Learn how to scrape Amazon using python as well as how to use Bright Data’s Scraping Browser.
14 min read
How To Scrape Amazon

Now, you might be wondering, Why focus on Amazon? As one of the world’s largest e-commerce platforms, Amazon serves as a rich source of valuable data. This data encompasses an extensive range of details about products, prices, customer feedback, and emerging trends. For instance, sellers might utilize this data to monitor competitors, researchers could study market trends, and consumers might make informed purchasing decisions. The possibilities are endless.

In this tutorial, you’ll learn how to scrape Amazon using tools like Beautiful Soup and Playwright. As you go through the process step-by-step, you’ll also learn about Bright Data’s solution, which can significantly accelerate the process.

Scrape Amazon Manually with Python

Before you get started extracting data from Amazon’s website, you need to make sure you have all the required libraries installed on your machine. Having a basic understanding of web scraping and HTML is also helpful.
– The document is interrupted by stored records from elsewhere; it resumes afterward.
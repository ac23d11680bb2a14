//! Host value representation consumed and produced by the shareable model

mod callable;
mod compound;
mod display;
mod impls;

pub use callable::{HostFnPtr, HostObject, JsFunction};
pub use compound::{JsArray, JsArrayBuffer, JsObject, NativeState, ObjectTag};

use std::sync::Arc;

/// A value as seen by one script runtime.
///
/// Values are organized into two tiers:
/// - Inline primitives (no allocation)
/// - Heap-backed compound and callable types (Arc-wrapped, mutable in
///   place where the runtime semantics require it)
///
/// A `JsValue` is cheap to clone; compound clones share backing storage,
/// which is exactly the aliasing a live runtime value exhibits. The
/// shareable model is what produces *independent* copies.
#[derive(Clone)]
pub enum JsValue {
    /// The `undefined` value
    Undefined,

    /// The `null` value
    Null,

    /// Boolean: `true` or `false`
    Bool(bool),

    /// Double-precision number (the only numeric type)
    Number(f64),

    /// Arbitrary-precision integer, kept as decimal text
    BigInt(Arc<String>),

    /// Immutable UTF-8 string
    String(Arc<String>),

    /// Symbol (unique, unclonable; kept for error-path fidelity)
    Symbol(Arc<String>),

    /// Ordered, mutable element sequence
    Array(JsArray),

    /// Insertion-ordered, mutable property map
    Object(JsObject),

    /// Mutable byte buffer
    ArrayBuffer(JsArrayBuffer),

    /// Callable value, host-backed or script-defined
    Function(JsFunction),

    /// Opaque native object exposed through the host extension mechanism
    HostObject(Arc<dyn HostObject>),
}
Important note: This tutorial is purely for educational purposes and serves as a demonstration of technical capabilities. It’s important to recognize that scraping data from Amazon raises concerns regarding terms of use and legality. Unauthorized scraping can lead to serious consequences, including legal actions and account suspension. Always proceed with caution and adhere to ethical practices.

Prerequisites

In order to proceed with the tutorial, you need to have Python installed on your machine. If you’re new to Python, read this how to scrape with Python guide for detailed instructions. If you’re already using Python, ensure it’s version 3.7.9 or newer.

Once you have Python ready, open your terminal or shell and create a new project directory using the following commands:

mkdir scraping-amazon-python && cd scraping-amazon-python

Once you’ve established the project directory, the next step involves installing a set of additional libraries that are indispensable for effective web scraping. Specifically, you’ll be using Requests, a library designed to handle HTTP requests in Python; pandas, a robust library tailored for data manipulation and analysis; Beautiful Soup (BS4) for the purpose of parsing HTML content; and Playwright to automate tasks related to web browsing.

To install these libraries, open your terminal or shell and run the following commands:

pip3 install beautifulsoup4
pip3 install requests
pip3 install pandas
pip3 install playwright
playwright install

Make sure the installation process finishes without any issues before proceeding to the next step.

Please note: The final command (ie playwright install) is crucial as it ensures the necessary browser binaries are properly installed.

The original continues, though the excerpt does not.